Use the following data to provide a definitive answer to the user's question:
{context}
The question is: {question}
""") | llm | StrOutputParser()
These chains can then be combined to create an overall chain that takes the question, generates and executes the SQL, then passes that information to the answer generation chain.
from langchain_core.runnables import RunnablePassthrough
qa_chain = (
# Get the SQL schema
RunnablePassthrough.assign(
schema=lambda _: duckdb.sql("DESC league_table"),
)
# Generate the SQL and execute it
| RunnablePassthrough.assign(
context= sql_chain | duckdb.sql,
)
# Pass {context} and {question} to the answer_chain
| answer_chain
# Format the output as a string
| StrOutputParser()
)
So, how does this chain perform on a simple question?

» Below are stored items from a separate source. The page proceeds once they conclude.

//! Game clock and fixed-timestep pacing
//!
//! Time keeping for the simulation. The clock itself is a thin wrapper over
//! the platform monotonic clock; [`FixedStep`] turns its instants into a
//! whole number of logic ticks per call, clamping runaway deltas so a debug
//! pause or system stall cannot cause a catch-up burst.

use std::time::{Duration, Instant};

use tracing::debug;

const NANOS_PER_SEC: u64 = 1_000_000_000;

/// Time source for the simulation
///
/// All reads come from the platform monotonic clock, so values are
/// non-decreasing and immune to wall-clock adjustments. Clock reads cannot
/// fail; a platform without a monotonic source cannot run the player at all.
pub struct GameClock;

impl GameClock {
    /// Target frames per second for the game simulation
    pub const SIMULATION_FPS: u32 = 60;

    /// The amount of time each logical frame should take
    pub const SIMULATION_TIME_STEP: Duration = Self::time_step_from_fps(Self::SIMULATION_FPS);

    /// Get the current time
    pub fn now() -> Instant {
        Instant::now()
    }

    /// Sleep for at least the specified duration
    ///
    /// Best effort: the OS may wake us late, never early.
    pub fn sleep_for(duration: Duration) {
        std::thread::sleep(duration);
    }

    /// Get the timestep for a given frames per second value
    ///
    /// One second converted to nanoseconds and divided by `fps`, truncating
    /// to whole nanoseconds. `const`, so timestep constants are computed once
    /// at compile time instead of on every frame.
    pub const fn time_step_from_fps(fps: u32) -> Duration {
        Duration::from_nanos(NANOS_PER_SEC / fps as u64)
    }

    /// Name of the underlying clock type
    pub const fn name() -> &'static str {
        "std::time::Instant"
    }

    /// Log clock identity and the configured simulation timestep
    pub fn log_clock_info() {
        debug!(
            "Clock: {} ({}fps, {:?} timestep)",
            Self::name(),
            Self::SIMULATION_FPS,
            Self::SIMULATION_TIME_STEP,
        );
    }
}

/// Fixed-timestep accumulator
///
/// Feed it `GameClock::now()` once per loop iteration; it returns how many
/// whole logic ticks have elapsed. Deltas above `max_delta` are clamped so a
/// long stall produces a bounded number of catch-up ticks.
pub struct FixedStep {
    step: Duration,
    max_delta: Duration,
    accumulator: Duration,
    last_update: Option<Instant>,
}

impl FixedStep {
    /// Create an accumulator ticking at `fps`
    pub fn new(fps: u32) -> Self {
        Self {
            step: GameClock::time_step_from_fps(fps),
            max_delta: Duration::from_millis(100),
            accumulator: Duration::ZERO,
            last_update: None,
        }
    }

    /// Advance to `now`, returning the number of whole ticks elapsed
    pub fn advance(&mut self, now: Instant) -> u32 {
        let delta = match self.last_update {
            Some(last) => {
                let d = now.saturating_duration_since(last);
                if d > self.max_delta { self.max_delta } else { d }
            }
            // First call: run exactly one tick
            None => self.step,
        };
        self.last_update = Some(now);
        self.accumulator += delta;

        let mut ticks = 0u32;
        while self.accumulator >= self.step {
            self.accumulator -= self.step;
            ticks += 1;
        }
        ticks
    }

    /// Interpolation factor for rendering between ticks (0.0..1.0)
    pub fn alpha(&self) -> f32 {
        self.accumulator.as_secs_f32() / self.step.as_secs_f32()
    }
}
//! `lore render` - synthesize a .mid file to WAV via the MIDI pipeline

use std::fs::File;
use std::path::PathBuf;

use anyhow::{Context, Result};
use clap::Args;
use lorecore_core::{AudioDecoder, SynthRegistry, shared_source};

use crate::pcm;

#[derive(Args)]
pub struct RenderArgs {
    /// Input .mid file
    pub input: PathBuf,

    /// Output WAV path (defaults to the input with a .wav extension)
    pub output: Option<PathBuf>,

    /// Wavetable patch manifest; without it the FM fallback renders
    #[arg(long)]
    pub patches: Option<PathBuf>,
}

pub fn run(args: RenderArgs) -> Result<()> {
    let output = args
        .output
        .unwrap_or_else(|| args.input.with_extension("wav"));

    let mut registry = SynthRegistry::with_default_backends(args.patches.as_deref());

    let file = File::open(&args.input).with_context(|| format!("opening {}", args.input.display()))?;
    let mut decoder = registry
        .create_decoder(shared_source(file), true)
        .with_context(|| format!("creating a MIDI decoder for {}", args.input.display()))?;

    let frames = pcm::drain_to_wav(decoder.as_mut(), &output)?;
    println!(
        "{} -> {} ({} frames, {}s)",
        args.input.display(),
        output.display(),
        frames,
        decoder.ticks(),
    );
    Ok(())
}
//! Sample-clocked event sequencer
//!
//! Folds a [`MidiSong`]'s tempo map into absolute sample-frame positions at
//! construction, so playback is a pure walk over precomputed frame times
//! with no tempo math on the audio path.

use crate::{ChannelEvent, DEFAULT_TEMPO, EventKind, MidiSong};

/// Pull-based sequencer over a parsed song
///
/// The cursor is a sample-frame position. Callers alternate between popping
/// events that are due at the cursor and advancing the cursor by the number
/// of frames they rendered.
pub struct Sequencer {
    /// Channel events at absolute sample-frame positions, sorted
    events: Vec<(u64, ChannelEvent)>,
    /// Sample frame of the latest end-of-track marker
    end_frame: u64,
    sample_rate: u32,
    cursor: u64,
    next_event: usize,
}

impl Sequencer {
    /// Build a sequencer for `song` clocked at `sample_rate`
    pub fn new(song: &MidiSong, sample_rate: u32) -> Self {
        let mut tempo = DEFAULT_TEMPO;
        let mut anchor_tick = 0u64;
        let mut anchor_frame = 0.0f64;

        let frames_per_tick = |tempo: u32| {
            sample_rate as f64 * tempo as f64 / (1_000_000.0 * song.division as f64)
        };

        let mut events = Vec::new();
        for event in &song.events {
            let frame = anchor_frame + (event.tick - anchor_tick) as f64 * frames_per_tick(tempo);
            match event.kind {
                EventKind::Tempo(new_tempo) => {
                    // Re-anchor: later ticks are scaled by the new tempo
                    anchor_tick = event.tick;
                    anchor_frame = frame;
                    tempo = new_tempo;
                }
                EventKind::Channel(channel_event) => {
                    events.push((frame.round() as u64, channel_event));
                }
            }
        }

        let end_frame =
            anchor_frame + (song.end_tick.saturating_sub(anchor_tick)) as f64 * frames_per_tick(tempo);
        let end_frame = (end_frame.round() as u64).max(events.last().map_or(0, |(f, _)| *f));

        Self {
            events,
            end_frame,
            sample_rate,
            cursor: 0,
            next_event: 0,
        }
    }

    /// The sample rate this sequencer was clocked at
    pub fn sample_rate(&self) -> u32 {
        self.sample_rate
    }

    /// Total song length in sample frames (position of the end-of-track)
    pub fn song_frames(&self) -> u64 {
        self.end_frame
    }

    /// Current cursor position in sample frames
    pub fn position(&self) -> u64 {
        self.cursor
    }

    /// Pop the next event if it is due at or before the cursor
    pub fn pop_due_event(&mut self) -> Option<ChannelEvent> {
        let (frame, event) = self.events.get(self.next_event)?;
        if *frame <= self.cursor {
            self.next_event += 1;
            Some(*event)
        } else {
            None
        }
    }

    /// Frames from the cursor to the next undispatched event
    ///
    /// `Some(0)` means an event is due now; `None` means no events remain.
    pub fn frames_to_next_event(&self) -> Option<u64> {
        self.events
            .get(self.next_event)
            .map(|(frame, _)| frame.saturating_sub(self.cursor))
    }

    /// Advance the cursor by `frames` rendered frames
    pub fn advance(&mut self, frames: u64) {
        self.cursor += frames;
    }

    /// True once every event is dispatched and the cursor passed the song end
    pub fn at_end(&self) -> bool {
        self.next_event >= self.events.len() && self.cursor >= self.end_frame
    }

    /// Reset the cursor and event walk to the start of the song
    pub fn rewind(&mut self) {
        self.cursor = 0;
        self.next_event = 0;
    }
}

Simple Query - Who has conceded the most?
Which team has conceded the most goals?
qa_chain.invoke({"question": "Which team has conceded the most goals?"})
‘Based on the data provided, Notts County has conceded the most goals with a total of 79 goals against.’

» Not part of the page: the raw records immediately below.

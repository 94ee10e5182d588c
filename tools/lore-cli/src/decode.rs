//! `lore decode` - expand an .lqa stream to WAV via the runtime decoder

use std::fs::File;
use std::path::PathBuf;

use anyhow::{Context, Result};
use clap::Args;
use lorecore_core::{AudioDecoder, QoaDecoder, shared_source};

use crate::pcm;

#[derive(Args)]
pub struct DecodeArgs {
    /// Input .lqa stream
    pub input: PathBuf,

    /// Output WAV path (defaults to the input with a .wav extension)
    pub output: Option<PathBuf>,
}

pub fn run(args: DecodeArgs) -> Result<()> {
    let output = args
        .output
        .unwrap_or_else(|| args.input.with_extension("wav"));

    let file = File::open(&args.input).with_context(|| format!("opening {}", args.input.display()))?;
    let mut decoder = QoaDecoder::open(shared_source(file))
        .with_context(|| format!("opening {} as an LQA1 stream", args.input.display()))?;

    let frames = pcm::drain_to_wav(&mut decoder, &output)?;
    println!(
        "{} -> {} ({} frames, {}s)",
        args.input.display(),
        output.display(),
        frames,
        decoder.ticks(),
    );
    Ok(())
}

Looking at the original table, that looks correct.
How about a more complicated statement that will require some more complex SQL?
More complex - Goals scored vs Average
What about if we ask which team has scored the most goals and how does that compare to the league average?
qa_chain.invoke({"question": "Which team scored the most goals and how many have they scored compared to the league average?"})
‘Stockport County has scored the most goals with a total of 84, which is 22.42 goals more than the league average.‘
What about Swindon
How many games have Swindon Town won this year?
qa_chain.invoke({"question": "How many games have Swindon Town won?"})
‘Swindon Town has won 13 games.’
Can we trick the LLM into answering a question incorrectly?
qa_chain.invoke({"question": "How many more games has Swindon Town won than they have lost?"})
‘Based on the data provided, Swindon Town has won 5 fewer games than they have lost.’
No, we can’t. Nice!
Points-per-game Ratios
How about some more complex reasoning? Can the LLM handle that?
qa_chain.invoke({"question": "What are the points per game values for each team and how does that compare to their league position?"})
Based on the provided data, the points per game values for each team are as follows:
- Stockport County: 1.976
- Wrexham: 1.837
- Mansfield Town: 1.810
- Milton Keynes Dons: 1.721
- Crewe Alexandra: 1.628
- Barrow: 1.634
- Crawley Town: 1.548
- AFC Wimbledon: 1.442
- Walsall: 1.476
- Doncaster Rovers: 1.452
- Notts County: 1.310
- Newport County: 1.279
- Accrington Stanley: 1.286
- Tranmere Rovers: 1.186
- Swindon Town: 1.190
- Salford City: 1.093
- Grimsby Town: 1.024
- Sutton United: 0.907
- Colchester United: 0.927
- Forest Green Rovers: 0.837
From the data, it can be observed that Stockport County has the highest points per game value and is in the first position. On the other hand, Forest Green Rovers has the lowest points per game value and is in the last position. Generally, there is a correlation between the points per game value and the league position, with teams having higher points per game values tending to be in higher positions in the league standings.
I’m pretty happy with that.
Conclusion
I was surprised by two things: firstly that this seemed so easy; and secondly that no-one had provided an example already.
Overall the LLM performed well, in this case gpt-4
through OpenAI. I found that the SQL generation could be flaky at times, mainly due to the flavour of SQL that DuckDB expects. The LLM struggled in general when the columns contained spaces, despite amending the prompt to use single quotes for column names rather than backticks.
It will be interesting to see how this performs at scale, and on more complex datasets.